柳玎说:我去不去无所谓,你吃饱喝好就行呗!
陈全说:那我下班就去接欢欢和笑笑。
柳玎冷笑了一下,心里说,下班?你有班可下吗?装什么装啊……
柳玎嘴上说了声:好。
陈全说:那你今晚回家住吗?
柳玎说:你希望我回家住吗?
陈全不吱声。
柳玎说:问你呢!你希望我回家住吗?
陈全和柳玎同时撂了电话。
柳玎的手心渗出汗水,她攥紧了拳头,对着桌子啪地砸了下去。
下了班的柳玎还没走出办公楼,就被死去的孙老科长的儿子拦住了。
柳玎镇静地说:有什么事儿明天再说吧,我晚上有要紧事!
孙大——老孙头的大儿子绰号孙大,是远近闻名的痞子——孙大抢过柳玎的背包,歪头瞪眼地说:你他妈的是鸡啊,一到晚上就有要紧事儿!
保安跑过来,被孙大一把推开了。
孙大说:你他妈的要是不给我爸偿命,我让你连鸡都做不成!
柳玎就那么站着,随孙大骂。
几个下班的同事经过,先是怔怔地听孙大骂。听了一会儿,又意识到只做观众不做裁判有些不妥,就指责了孙大几句。

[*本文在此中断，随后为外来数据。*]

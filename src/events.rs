//! Connection notifications delivered from the transport to the session owner
//!
//! The transport runs its own event loop task. Instead of invoking arbitrary
//! callbacks on that task, it pushes [`ConnectionEvent`]s into channels that
//! the owner of the session drains at its own pace.

use tokio::sync::mpsc;

/// Notification emitted by the transport about the state of its connection
#[derive(Debug, Clone, PartialEq, Eq)]
pub enum ConnectionEvent {
    /// An established connection dropped
    ConnectionLost { reason: String },
    /// The transport is about to re-dial the broker
    Reconnecting { attempt: u32 },
    /// The broker acknowledged a reconnect; subscriptions of a clean
    /// session are gone and have to be registered again
    Reconnected,
}

/// Sending half handed to the transport through the client configuration
pub type EventSink = mpsc::UnboundedSender<ConnectionEvent>;

/// Receiving half drained by the session owner
pub type EventStream = mpsc::UnboundedReceiver<ConnectionEvent>;

/// Create a notification channel
pub fn event_channel() -> (EventSink, EventStream) {
    mpsc::unbounded_channel()
}

/// Deliver an event if a sink is configured; a dropped receiver is ignored
pub(crate) fn notify(sink: Option<&EventSink>, event: ConnectionEvent) {
    if let Some(sink) = sink {
        let _ = sink.send(event);
    }
}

孙大对着那几个人撒泼道:你们少放屁!她姓柳的玩忽职守,半夜三更不知到哪儿遛骚去了,扔下老干部不管,你们不替老干部伸张正义,还替她说话!你们再敢放屁我就捅死你们!
柳玎转身就往外走。
孙大一把拦住柳玎:你今天要是站着走出这个大门,明天我让你躺着回来!
贾正良从楼梯上走了下来。
孙大扑通一声跪下了:贾书记啊,你得为小人作主啊!
贾正良向柳玎看去,柳玎故意低下头。贾正良对孙大摆了一下手,说:赶紧起来,有问题跟我反映,难为一个女人算什么啊?孙大陪着笑脸站起来,说:有贾书记为小人作主,小人就放心了!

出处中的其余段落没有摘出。